*Work to complete*
Which lines of the data below include the string "collect"? Return each of them.

*Source information*
*** Block opens ***

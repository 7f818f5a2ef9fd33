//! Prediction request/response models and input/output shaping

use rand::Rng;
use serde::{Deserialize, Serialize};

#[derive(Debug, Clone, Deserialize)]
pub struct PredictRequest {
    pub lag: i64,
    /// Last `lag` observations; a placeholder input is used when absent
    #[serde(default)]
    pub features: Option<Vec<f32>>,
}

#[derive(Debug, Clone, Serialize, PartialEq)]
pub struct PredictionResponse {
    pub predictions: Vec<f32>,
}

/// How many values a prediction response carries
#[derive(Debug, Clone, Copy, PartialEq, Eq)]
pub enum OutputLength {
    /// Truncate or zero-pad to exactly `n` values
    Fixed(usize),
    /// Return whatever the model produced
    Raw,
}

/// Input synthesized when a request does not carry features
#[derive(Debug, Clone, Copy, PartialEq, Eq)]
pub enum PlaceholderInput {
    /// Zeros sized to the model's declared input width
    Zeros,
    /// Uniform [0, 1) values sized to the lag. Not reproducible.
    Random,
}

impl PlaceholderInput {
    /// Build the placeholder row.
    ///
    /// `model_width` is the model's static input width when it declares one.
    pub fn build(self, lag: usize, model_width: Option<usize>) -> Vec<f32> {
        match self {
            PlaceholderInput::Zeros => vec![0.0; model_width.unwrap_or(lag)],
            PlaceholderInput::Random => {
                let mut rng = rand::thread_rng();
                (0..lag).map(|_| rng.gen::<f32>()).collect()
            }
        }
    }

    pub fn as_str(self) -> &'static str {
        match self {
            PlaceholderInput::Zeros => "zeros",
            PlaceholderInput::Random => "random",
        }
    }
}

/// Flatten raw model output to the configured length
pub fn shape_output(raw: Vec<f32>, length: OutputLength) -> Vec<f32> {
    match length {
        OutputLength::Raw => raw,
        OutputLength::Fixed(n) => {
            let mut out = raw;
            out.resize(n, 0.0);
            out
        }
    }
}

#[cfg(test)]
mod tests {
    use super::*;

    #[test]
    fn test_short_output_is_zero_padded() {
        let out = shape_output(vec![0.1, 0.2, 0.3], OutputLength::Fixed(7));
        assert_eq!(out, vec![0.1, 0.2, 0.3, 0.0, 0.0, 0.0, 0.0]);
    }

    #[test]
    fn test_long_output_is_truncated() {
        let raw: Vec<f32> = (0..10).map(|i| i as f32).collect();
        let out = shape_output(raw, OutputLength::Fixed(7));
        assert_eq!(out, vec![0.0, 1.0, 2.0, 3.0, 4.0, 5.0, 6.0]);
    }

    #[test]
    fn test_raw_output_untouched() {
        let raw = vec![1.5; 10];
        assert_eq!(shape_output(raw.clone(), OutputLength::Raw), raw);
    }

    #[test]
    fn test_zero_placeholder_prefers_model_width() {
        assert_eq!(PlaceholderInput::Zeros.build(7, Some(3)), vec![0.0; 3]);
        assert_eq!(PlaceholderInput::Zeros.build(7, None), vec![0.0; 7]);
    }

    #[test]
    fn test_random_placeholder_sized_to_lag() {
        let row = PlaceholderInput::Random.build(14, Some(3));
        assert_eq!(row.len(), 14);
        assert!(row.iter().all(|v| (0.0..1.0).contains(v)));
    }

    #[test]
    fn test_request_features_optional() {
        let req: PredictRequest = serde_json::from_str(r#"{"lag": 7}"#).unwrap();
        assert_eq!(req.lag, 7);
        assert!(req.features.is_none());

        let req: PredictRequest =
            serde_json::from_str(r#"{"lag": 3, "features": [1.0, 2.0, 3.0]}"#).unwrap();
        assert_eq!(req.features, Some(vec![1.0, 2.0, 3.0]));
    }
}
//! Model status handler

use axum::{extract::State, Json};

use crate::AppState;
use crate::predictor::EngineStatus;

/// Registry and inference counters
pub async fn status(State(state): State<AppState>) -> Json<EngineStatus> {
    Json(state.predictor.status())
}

*** Block closes ***
*** Block opens ***

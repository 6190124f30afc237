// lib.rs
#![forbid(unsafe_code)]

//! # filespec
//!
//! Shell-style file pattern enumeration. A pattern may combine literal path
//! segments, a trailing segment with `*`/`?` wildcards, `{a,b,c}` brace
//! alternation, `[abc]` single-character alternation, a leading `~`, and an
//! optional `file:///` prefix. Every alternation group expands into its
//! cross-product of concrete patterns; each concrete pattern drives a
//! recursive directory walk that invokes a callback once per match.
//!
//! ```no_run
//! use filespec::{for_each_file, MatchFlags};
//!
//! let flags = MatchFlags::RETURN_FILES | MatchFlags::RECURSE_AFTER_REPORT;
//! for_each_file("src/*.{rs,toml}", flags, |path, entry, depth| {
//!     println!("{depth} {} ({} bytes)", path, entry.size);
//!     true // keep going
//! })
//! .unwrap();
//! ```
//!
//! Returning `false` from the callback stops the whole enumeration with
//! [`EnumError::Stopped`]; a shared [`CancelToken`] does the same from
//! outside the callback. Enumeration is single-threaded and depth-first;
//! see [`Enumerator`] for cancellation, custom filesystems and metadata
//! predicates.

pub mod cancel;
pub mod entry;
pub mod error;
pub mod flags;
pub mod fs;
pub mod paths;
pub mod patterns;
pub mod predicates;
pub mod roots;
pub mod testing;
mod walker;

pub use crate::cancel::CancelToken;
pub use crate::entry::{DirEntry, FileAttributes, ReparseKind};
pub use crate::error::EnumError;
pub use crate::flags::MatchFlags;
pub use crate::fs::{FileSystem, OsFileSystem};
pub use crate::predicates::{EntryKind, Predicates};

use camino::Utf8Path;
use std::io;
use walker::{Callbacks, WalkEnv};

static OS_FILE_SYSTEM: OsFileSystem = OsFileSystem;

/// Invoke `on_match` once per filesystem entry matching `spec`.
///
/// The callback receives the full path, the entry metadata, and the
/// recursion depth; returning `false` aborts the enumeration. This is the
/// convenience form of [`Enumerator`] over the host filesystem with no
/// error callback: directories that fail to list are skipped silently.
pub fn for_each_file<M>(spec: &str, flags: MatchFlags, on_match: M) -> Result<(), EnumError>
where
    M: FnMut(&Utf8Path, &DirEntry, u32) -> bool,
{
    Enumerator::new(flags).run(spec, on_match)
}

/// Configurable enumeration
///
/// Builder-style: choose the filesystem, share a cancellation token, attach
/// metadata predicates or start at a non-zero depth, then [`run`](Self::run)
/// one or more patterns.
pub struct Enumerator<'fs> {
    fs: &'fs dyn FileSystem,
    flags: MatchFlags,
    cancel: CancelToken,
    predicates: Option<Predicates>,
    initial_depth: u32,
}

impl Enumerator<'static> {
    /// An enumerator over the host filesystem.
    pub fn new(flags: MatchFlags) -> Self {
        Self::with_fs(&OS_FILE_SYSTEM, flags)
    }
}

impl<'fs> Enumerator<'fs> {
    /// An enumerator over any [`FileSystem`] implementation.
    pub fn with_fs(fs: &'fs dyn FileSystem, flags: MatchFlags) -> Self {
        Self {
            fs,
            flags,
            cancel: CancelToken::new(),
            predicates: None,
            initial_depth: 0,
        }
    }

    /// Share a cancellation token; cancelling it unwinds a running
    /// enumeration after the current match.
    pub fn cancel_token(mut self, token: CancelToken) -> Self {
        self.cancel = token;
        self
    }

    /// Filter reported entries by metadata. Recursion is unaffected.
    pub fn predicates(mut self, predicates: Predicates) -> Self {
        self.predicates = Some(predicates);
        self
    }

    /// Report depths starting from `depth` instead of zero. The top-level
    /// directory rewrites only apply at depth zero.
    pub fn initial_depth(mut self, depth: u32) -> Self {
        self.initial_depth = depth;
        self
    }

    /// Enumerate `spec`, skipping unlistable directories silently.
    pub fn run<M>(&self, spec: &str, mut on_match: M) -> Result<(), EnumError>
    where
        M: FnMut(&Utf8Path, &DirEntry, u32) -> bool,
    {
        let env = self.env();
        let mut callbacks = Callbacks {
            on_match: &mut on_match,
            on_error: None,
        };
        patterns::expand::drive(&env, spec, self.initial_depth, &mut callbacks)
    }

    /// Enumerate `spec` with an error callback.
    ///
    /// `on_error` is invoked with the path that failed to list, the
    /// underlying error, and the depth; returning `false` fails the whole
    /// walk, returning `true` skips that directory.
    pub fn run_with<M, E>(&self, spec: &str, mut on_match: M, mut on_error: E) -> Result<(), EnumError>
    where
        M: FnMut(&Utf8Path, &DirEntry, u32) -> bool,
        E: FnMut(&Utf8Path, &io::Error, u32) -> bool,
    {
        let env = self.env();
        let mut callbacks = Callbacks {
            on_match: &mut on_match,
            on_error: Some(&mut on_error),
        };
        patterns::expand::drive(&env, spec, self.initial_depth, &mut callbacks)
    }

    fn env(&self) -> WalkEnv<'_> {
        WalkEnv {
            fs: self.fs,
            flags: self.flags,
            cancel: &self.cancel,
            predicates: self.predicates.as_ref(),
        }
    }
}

*** Block closes ***

*Written response*
                (0..lag).map(|_| rng.gen::<f32>()).collect()
        let raw: Vec<f32> = (0..10).map(|i| i as f32).collect();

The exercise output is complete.